An income of $14,000 is not a lot of money, of course, especially for a woman with two children (about the average number of children for those leaving welfare). But various government programs help make it pay for her to work. In 2001, a single mother with two children earning this salary would be entitled to about $3,800 from the EITC, up to $2,700 in food stamps, and about $1,200 in subsidized school meals for both children. After taxes, that comes to a total of almost $21,000. If she also receives subsidized housing, add another $3,000 or more. In addition, her children would remain eligible for Medicaid (an average of $2,428). Moreover, although by working she would have added costs, her biggest cost--child care--would generally be covered, and most states would also provide transportation assistance.

This combination of earnings and government benefits is not enough for a life of middle-class comfort, but it is much better than being on welfare. And this is probably why the majority of those surveyed invariably say that they are better off after having left welfare. Moreover, most studies show that their earnings rise the longer they stay off welfare, presumably because they are gaining job skills and developing a positive work history.

What about the other 50 to 60 percent of former welfare mothers who are not working regularly? About 10 to 15 percent appear to be working part time, while about 20 to 35 percent are not working at all. Very few families in either group end up moving into shelters or becoming homeless. (Families with children are unlikely to live on the streets and, when they do, it is for a very short time before the authorities find them and place them in a shelter.) Instead, mothers who work irregularly are assisted through other government programs (mainly food stamps, housing, and Supplemental Security Income, or SSI) or by friends and relatives. Often these women live with others who support them, although this is one of the least acknowledged or understood aspects of low-income life. While the data are incomplete, it appears that, on average, these mothers lived in households that saw a modest rise in income (probably because others in the household were earning more thanks to the strong economy).
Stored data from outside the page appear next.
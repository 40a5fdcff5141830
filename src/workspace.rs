//! Local checkout management for the repositories the agent works in.
//!
//! One checkout per repository under the workspace root. New items get
//! a fetch + hard reset to the default branch; continuations leave the
//! tree exactly as the previous attempt left it.

use async_trait::async_trait;
use std::path::{Path, PathBuf};
use std::sync::Arc;
use thiserror::Error;
use tracing::{debug, info};

use crate::external::{CommandError, CommandExecutor};

#[derive(Debug, Error)]
pub enum WorkspaceError {
    #[error("invalid repository name: {name}")]
    InvalidRepository { name: String },
    #[error("failed to clone {repo}: {message}")]
    CloneFailed { repo: String, message: String },
    #[error("failed to reset {repo} to origin/{branch}: {message}")]
    ResetFailed {
        repo: String,
        branch: String,
        message: String,
    },
    #[error("workspace IO error: {0}")]
    Io(#[from] std::io::Error),
    #[error("workspace operation cancelled")]
    Cancelled,
    #[error("git invocation failed: {0}")]
    Command(CommandError),
}

impl From<CommandError> for WorkspaceError {
    fn from(err: CommandError) -> Self {
        match err {
            CommandError::Cancelled => WorkspaceError::Cancelled,
            other => WorkspaceError::Command(other),
        }
    }
}

/// Trait for preparing the working tree handed to the agent.
#[async_trait]
pub trait WorkspaceOps: Send + Sync {
    /// Idempotently make sure a checkout exists for `repo`.
    async fn ensure_repository(&self, repo: &str) -> Result<(), WorkspaceError>;

    /// Fetch origin and hard-reset the checkout to `origin/<branch>`.
    /// Only called when starting a new item, never on continuation.
    async fn switch_to_main(&self, repo: &str, branch: &str) -> Result<(), WorkspaceError>;

    /// Absolute working path for `repo`'s checkout.
    fn working_directory(&self, repo: &str) -> PathBuf;
}

/// Checkouts under `<root>/<owner>/<name>`, managed with the git CLI.
pub struct LocalWorkspace {
    root: PathBuf,
    executor: Arc<dyn CommandExecutor>,
}

impl LocalWorkspace {
    pub fn new(root: impl Into<PathBuf>, executor: Arc<dyn CommandExecutor>) -> std::io::Result<Self> {
        let root = root.into();
        let root = if root.is_absolute() {
            root
        } else {
            std::env::current_dir()?.join(root)
        };
        Ok(Self { root, executor })
    }

    fn validate(repo: &str) -> Result<(), WorkspaceError> {
        let mut parts = repo.split('/');
        match (parts.next(), parts.next(), parts.next()) {
            (Some(owner), Some(name), None)
                if !owner.is_empty() && !name.is_empty() && owner != ".." && name != ".." =>
            {
                Ok(())
            }
            _ => Err(WorkspaceError::InvalidRepository {
                name: repo.to_string(),
            }),
        }
    }

    async fn git(&self, args: &[&str], cwd: &Path) -> Result<crate::external::CommandOutput, WorkspaceError> {
        Ok(self.executor.execute("git", args, Some(cwd)).await?)
    }
}

#[async_trait]
impl WorkspaceOps for LocalWorkspace {
    async fn ensure_repository(&self, repo: &str) -> Result<(), WorkspaceError> {
        Self::validate(repo)?;
        let checkout = self.working_directory(repo);

        if checkout.join(".git").exists() {
            debug!(repo, path = ?checkout, "Checkout already present");
            return Ok(());
        }

        if let Some(parent) = checkout.parent() {
            tokio::fs::create_dir_all(parent).await?;
        }

        let url = format!("https://github.com/{repo}.git");
        info!(repo, path = ?checkout, "Cloning repository");
        let output = self
            .executor
            .execute(
                "git",
                &["clone", &url, &checkout.to_string_lossy()],
                None,
            )
            .await?;
        if !output.success() {
            return Err(WorkspaceError::CloneFailed {
                repo: repo.to_string(),
                message: output.stderr.trim().to_string(),
            });
        }

        Ok(())
    }

    async fn switch_to_main(&self, repo: &str, branch: &str) -> Result<(), WorkspaceError> {
        Self::validate(repo)?;
        let checkout = self.working_directory(repo);

        let fetched = self.git(&["fetch", "origin"], &checkout).await?;
        if !fetched.success() {
            return Err(WorkspaceError::ResetFailed {
                repo: repo.to_string(),
                branch: branch.to_string(),
                message: fetched.stderr.trim().to_string(),
            });
        }

        let target = format!("origin/{branch}");
        let reset = self.git(&["reset", "--hard", &target], &checkout).await?;
        if !reset.success() {
            return Err(WorkspaceError::ResetFailed {
                repo: repo.to_string(),
                branch: branch.to_string(),
                message: reset.stderr.trim().to_string(),
            });
        }

        // Leftover untracked files from an abandoned item would leak
        // into the next one.
        let cleaned = self.git(&["clean", "-fd"], &checkout).await?;
        if !cleaned.success() {
            return Err(WorkspaceError::ResetFailed {
                repo: repo.to_string(),
                branch: branch.to_string(),
                message: cleaned.stderr.trim().to_string(),
            });
        }

        info!(repo, branch, "Reset checkout to origin branch");
        Ok(())
    }

    fn working_directory(&self, repo: &str) -> PathBuf {
        self.root.join(repo)
    }
}

#[cfg(test)]
mod tests {
    use super::*;
    use crate::external::CommandOutput;
    use std::sync::Mutex;

    /// Records git invocations and replies success to everything
    /// unless a failure is scripted for a subcommand.
    struct RecordingExecutor {
        calls: Mutex<Vec<String>>,
        fail_on: Option<&'static str>,
    }

    impl RecordingExecutor {
        fn new() -> Self {
            Self {
                calls: Mutex::new(Vec::new()),
                fail_on: None,
            }
        }

        fn failing_on(subcommand: &'static str) -> Self {
            Self {
                calls: Mutex::new(Vec::new()),
                fail_on: Some(subcommand),
            }
        }

        fn calls(&self) -> Vec<String> {
            self.calls.lock().unwrap().clone()
        }
    }

    #[async_trait]
    impl CommandExecutor for RecordingExecutor {
        async fn execute(
            &self,
            program: &str,
            args: &[&str],
            _cwd: Option<&Path>,
        ) -> Result<CommandOutput, CommandError> {
            self.calls
                .lock()
                .unwrap()
                .push(format!("{} {}", program, args.join(" ")));

            let failed = self.fail_on.map(|s| args.first() == Some(&s)).unwrap_or(false);
            Ok(CommandOutput {
                status_code: if failed { 128 } else { 0 },
                stdout: String::new(),
                stderr: if failed { "fatal: scripted failure".to_string() } else { String::new() },
            })
        }
    }

    fn workspace(root: &Path, executor: Arc<RecordingExecutor>) -> LocalWorkspace {
        LocalWorkspace::new(root.to_path_buf(), executor).unwrap()
    }

    #[tokio::test]
    async fn ensure_clones_when_checkout_missing() {
        let dir = tempfile::TempDir::new().unwrap();
        let executor = Arc::new(RecordingExecutor::new());
        let ws = workspace(dir.path(), executor.clone());

        ws.ensure_repository("acme/api").await.unwrap();

        let calls = executor.calls();
        assert_eq!(calls.len(), 1);
        assert!(calls[0].starts_with("git clone https://github.com/acme/api.git"));
    }

    #[tokio::test]
    async fn ensure_is_idempotent_once_cloned() {
        let dir = tempfile::TempDir::new().unwrap();
        std::fs::create_dir_all(dir.path().join("acme/api/.git")).unwrap();

        let executor = Arc::new(RecordingExecutor::new());
        let ws = workspace(dir.path(), executor.clone());

        ws.ensure_repository("acme/api").await.unwrap();
        ws.ensure_repository("acme/api").await.unwrap();

        assert!(executor.calls().is_empty(), "no git calls for existing checkout");
    }

    #[tokio::test]
    async fn switch_fetches_resets_and_cleans() {
        let dir = tempfile::TempDir::new().unwrap();
        let executor = Arc::new(RecordingExecutor::new());
        let ws = workspace(dir.path(), executor.clone());

        ws.switch_to_main("acme/api", "main").await.unwrap();

        assert_eq!(
            executor.calls(),
            vec![
                "git fetch origin".to_string(),
                "git reset --hard origin/main".to_string(),
                "git clean -fd".to_string(),
            ]
        );
    }

    #[tokio::test]
    async fn failed_clone_maps_to_clone_error() {
        let dir = tempfile::TempDir::new().unwrap();
        let executor = Arc::new(RecordingExecutor::failing_on("clone"));
        let ws = workspace(dir.path(), executor);

        let err = ws.ensure_repository("acme/api").await.unwrap_err();
        assert!(matches!(err, WorkspaceError::CloneFailed { .. }));
    }

    #[tokio::test]
    async fn failed_reset_maps_to_reset_error() {
        let dir = tempfile::TempDir::new().unwrap();
        let executor = Arc::new(RecordingExecutor::failing_on("reset"));
        let ws = workspace(dir.path(), executor);

        let err = ws.switch_to_main("acme/api", "main").await.unwrap_err();
        assert!(matches!(err, WorkspaceError::ResetFailed { .. }));
    }

    #[tokio::test]
    async fn rejects_malformed_repository_names() {
        let dir = tempfile::TempDir::new().unwrap();
        let executor = Arc::new(RecordingExecutor::new());
        let ws = workspace(dir.path(), executor);

        for bad in ["acme", "acme/api/extra", "/api", "acme/", "../x"] {
            assert!(
                matches!(
                    ws.ensure_repository(bad).await,
                    Err(WorkspaceError::InvalidRepository { .. })
                ),
                "{bad} should be rejected"
            );
        }
    }

    #[test]
    fn working_directory_is_rooted_and_absolute() {
        let dir = tempfile::TempDir::new().unwrap();
        let executor = Arc::new(RecordingExecutor::new());
        let ws = workspace(dir.path(), executor);

        let path = ws.working_directory("acme/api");
        assert!(path.is_absolute());
        assert!(path.ends_with("acme/api"));
    }
}
use anyhow::{anyhow, Context, Result};
use clap::{Parser, Subcommand};
use std::sync::Arc;

use night_shift::agent;
use night_shift::config::NightShiftConfig;
use night_shift::external::{CommandExecutor, ProcessCommandExecutor};
use night_shift::github::{GitHubClient, GitHubOps};
use night_shift::monitor::{Monitor, MonitorConfig};
use night_shift::shutdown::ShutdownCoordinator;
use night_shift::state::StateStore;
use night_shift::telemetry::init_telemetry;
use night_shift::workspace::{LocalWorkspace, WorkspaceOps};

#[derive(Parser)]
#[command(
    name = "night-shift",
    about = "Watches your pending GitHub work and drives an AI agent to clear it, one item at a time"
)]
struct Cli {
    #[command(subcommand)]
    command: Commands,
}

#[derive(Subcommand)]
enum Commands {
    /// Run the monitor loop
    Run {
        /// Run a single poll cycle and exit
        #[arg(long)]
        once: bool,
        /// Log agent invocations without executing them
        #[arg(long)]
        dry_run: bool,
        /// Seconds between polls (overrides configuration)
        #[arg(long)]
        check_interval: Option<u64>,
        /// Attempts per item before abandonment (overrides configuration)
        #[arg(long)]
        max_attempts: Option<u32>,
        /// Extra instructions appended to every agent prompt
        #[arg(long)]
        agent_prompt: Option<String>,
    },
    /// Show the persisted processing state
    Status,
}

#[tokio::main]
async fn main() -> Result<()> {
    NightShiftConfig::load_env_file();
    let cli = Cli::parse();

    let mut config = NightShiftConfig::load().context("configuration is unusable")?;
    init_telemetry(&config.observability)?;

    match cli.command {
        Commands::Run {
            once,
            dry_run,
            check_interval,
            max_attempts,
            agent_prompt,
        } => {
            if dry_run {
                config.agent.dry_run = true;
            }
            if let Some(secs) = check_interval {
                config.monitor.check_interval_seconds = secs;
            }
            if let Some(attempts) = max_attempts {
                config.monitor.max_attempts = attempts;
            }
            if let Some(prompt) = agent_prompt {
                config.agent.prompt = prompt;
            }
            config.validate()?;

            run_monitor(config, once).await
        }
        Commands::Status => show_status(config).await,
    }
}

async fn run_monitor(config: NightShiftConfig, once: bool) -> Result<()> {
    let coordinator = ShutdownCoordinator::new();
    coordinator.install_signal_handlers()?;
    let shutdown = coordinator.signal();

    let token = config.github.token.clone().ok_or_else(|| {
        anyhow!("GitHub token not configured; set GITHUB_TOKEN or github.token in night-shift.toml")
    })?;

    let gateway: Arc<dyn GitHubOps> = Arc::new(GitHubClient::new(
        token,
        config.repo_filter()?,
        shutdown.clone(),
    )?);
    let executor: Arc<dyn CommandExecutor> =
        Arc::new(ProcessCommandExecutor::new(shutdown.clone()));
    let workspace: Arc<dyn WorkspaceOps> = Arc::new(LocalWorkspace::new(
        config.workspace.root.clone(),
        executor,
    )?);
    let agent = agent::from_config(&config.agent, shutdown.clone())?;
    let state = Arc::new(StateStore::load(config.state_file()).await?);

    let monitor = Monitor::new(
        gateway.clone(),
        workspace,
        agent,
        state,
        MonitorConfig {
            check_interval: config.check_interval(),
            max_attempts: config.monitor.max_attempts,
            dry_run: config.agent.dry_run,
            agent_prompt: config.agent.prompt.clone(),
        },
        shutdown,
    );

    if once {
        let username = gateway.authenticated_user().await?;
        monitor.run_once(&username).await;
        Ok(())
    } else {
        monitor.run().await.map_err(Into::into)
    }
}

async fn show_status(config: NightShiftConfig) -> Result<()> {
    let state = StateStore::load(config.state_file()).await?;
    let view = state.view();

    match &view.current_item {
        Some(current) => {
            println!(
                "In flight: {} {}#{} \"{}\" (attempt {}, started {})",
                current.item.kind,
                current.item.repository,
                current.item.number,
                current.item.title,
                current.attempt_count,
                current.start_time,
            );
        }
        None => println!("In flight: nothing"),
    }

    if view.recent_failures.is_empty() {
        println!("Recent failures: none");
    } else {
        println!("Recent failures:");
        let now = chrono::Utc::now();
        for (key, record) in &view.recent_failures {
            let cooling = if now < record.cooldown_until {
                format!("in cooldown until {}", record.cooldown_until)
            } else {
                "cooldown expired".to_string()
            };
            println!(
                "  {key}: {} failure(s), last {}, {cooling}",
                record.failure_count, record.last_failure,
            );
        }
    }
    println!("Last updated: {}", view.last_updated);

    Ok(())
}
The remaining mothers who have left welfare, ranging between 15 to 30 percent, cycle on and off welfare as they alternately find a job or someone to support them, and then lose the job or support. These mothers rightly concern us the most because they often have no one to turn to for help when they suffer setbacks. Although there are only limited data about this group, it appears that they have substantially lower total household incomes than those who leave welfare and stay off -- as well as lower incomes (including other benefits) than they had before they left welfare. In a Milwaukee study, the difference was $3,000 per year less: $7,450 versus $10,460 per year. Although it is probably not correct to characterize their lives as desperate, grim would not be an exaggeration.

Why did these divergent groups leave welfare? Very roughly, for those who left for work, it appears that the strong economy combined with increased nonwelfare aid made work possible, while "work first" policies encouraged them in that direction. Those who left without employment (or at least without full-time employment) probably found the added hassle of the new welfare policies not worth the trouble because they had other sources of support.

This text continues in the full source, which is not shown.